Edit 2: Nick's wish is my command. ;-)
The help says: Chr returns the character with the ordinal value (ASCII value) of the byte-type expression, X. *
So, how is a character represented in a computer's memory? Guess what, as a byte*. Actually the Chr and Ord functions are only there for Pascal being a strictly typed language prohibiting the use of bytes* where characters are requested. For the computer the resulting char is still represented as byte* - to what shall it convert then? Actually there is no code emitted for this function call, just as there is no code omitted for a type cast. Ergo: no difference.

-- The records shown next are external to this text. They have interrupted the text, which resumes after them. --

//! Bounded, insertion-ordered history of generation results.
//!
//! [`HistoryCache`] keeps at most [`HISTORY_CAPACITY`] entries, most recent
//! first. Adding to a full cache evicts the oldest entry (FIFO with a cap;
//! reads never reorder entries).

use crate::generation::GenerationResult;
use std::collections::VecDeque;

/// Maximum number of results kept per session.
pub const HISTORY_CAPACITY: usize = 10;

/// A stored generation result.
#[derive(Debug, Clone, PartialEq)]
pub struct HistoryEntry {
    sequence: u64,
    result: GenerationResult,
}

impl HistoryEntry {
    /// Insertion sequence number, increasing with every add in this cache
    pub fn sequence(&self) -> u64 {
        self.sequence
    }

    pub fn result(&self) -> &GenerationResult {
        &self.result
    }
}

/// Most-recent-first history with a fixed capacity.
#[derive(Debug, Clone, Default)]
pub struct HistoryCache {
    entries: VecDeque<HistoryEntry>,
    next_sequence: u64,
}

impl HistoryCache {
    pub fn new() -> Self {
        Self {
            entries: VecDeque::with_capacity(HISTORY_CAPACITY + 1),
            next_sequence: 0,
        }
    }

    /// Insert a result at the most-recent position, evicting the oldest
    /// entry if the cache would exceed its capacity.
    ///
    /// Returns the evicted entry, if any.
    pub fn add(&mut self, result: GenerationResult) -> Option<HistoryEntry> {
        let entry = HistoryEntry {
            sequence: self.next_sequence,
            result,
        };
        self.next_sequence += 1;
        self.entries.push_front(entry);

        if self.entries.len() > HISTORY_CAPACITY {
            self.entries.pop_back()
        } else {
            None
        }
    }

    /// Snapshot of all entries, most recent first.
    pub fn list(&self) -> Vec<HistoryEntry> {
        self.entries.iter().cloned().collect()
    }

    /// Entry at `index` in most-recent-first order.
    pub fn get(&self, index: usize) -> Option<&HistoryEntry> {
        self.entries.get(index)
    }

    pub fn latest(&self) -> Option<&HistoryEntry> {
        self.entries.front()
    }

    pub fn clear(&mut self) {
        self.entries.clear();
    }

    pub fn len(&self) -> usize {
        self.entries.len()
    }

    pub fn is_empty(&self) -> bool {
        self.entries.is_empty()
    }
}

You may prefer chr just to avoid a type cast.
Note: type casts shall not be confused with explicit type conversions! In Delphi 2010 writing something like Char(a) while a is an AnsiChar, will actually do something.
**For Unicode please replace byte with integer*
Edit:
Just an example to make it clear (assuming non-Unicode):
var
a: Byte;
c: char;
b: Byte;
begin
a := 60;
c := Chr(60);
c := Chr(a);
b := a;
end;
produces similar code
ftest.pas.46: a := 60;
0045836D C645FB3C mov byte ptr [ebp-$05],$3c
ftest.pas.47: c := Chr(60);
00458371 C645FA3C mov byte ptr [ebp-$06],$3c
ftest.pas.48: c := Chr(a);
00458375 8A45FB mov al,[ebp-$05]
00458378 8845FA mov [ebp-$06],al
ftest.pas.49: b := a;
0045837B 8A45FB mov al,[ebp-$05]
0045837E 8845F9 mov [ebp-$07],al
Assigning byte to byte is actually the same as assigning byte to char via CHR().
chr is a function, thus it returns a new value of type char.
char(x) is a cast, that means the actual x object is used but as a different type.
Many system functions, like inc, dec, chr, ord, are inlined.
Both char and chr are fast. Use the one that is most appropriate each time,
and reflects better what you want to do.
Chr is function call, it is a bit (tiny-tiny) more expensive then type cast. But i think Chr is inlined by compiler.
They are identical, but they don't have to be identical. There's no requirement that the internal representation of characters map 1-to-1 with their ordinal values. Nothing says that a Char variable holding the value 'A' must hold the numeric value 65. The requirement is that when you call Ord on that variable, the result must be 65 because that's the code point designated for the letter A in your program's character encoding.
Of course, the easiest implementation of that requirement is for the variable to hold the numeric value 65 as well. Because of this, the function calls and the type-casts are always identical.
If the implementation were different, then when you called Chr(65), the compiler would go look up what character is at code point 65 and use it as the result. When you write Char(65), the compiler wouldn't worry about what character it really represents, as long as the numeric result stored in memory was 65.
Is this splitting hairs? Yes, absolutely, because in all current implementations, they're identical. I liken this to the issue of whether the null pointer is necessarily zero. It's not, but under all implementations, it ends up that way anyway.
chr is typesafe, char isn't: Try to code chr(256) and you'll get a compiler error. Try to code char(256) and you will either get the character with the ordinal value 0 or 1, depending on your computers internal representation of integers.
I'll suffix the above by saying that that applies to pre-unicode Delphi. I don't know if chr and char have been updated to take unicode into account.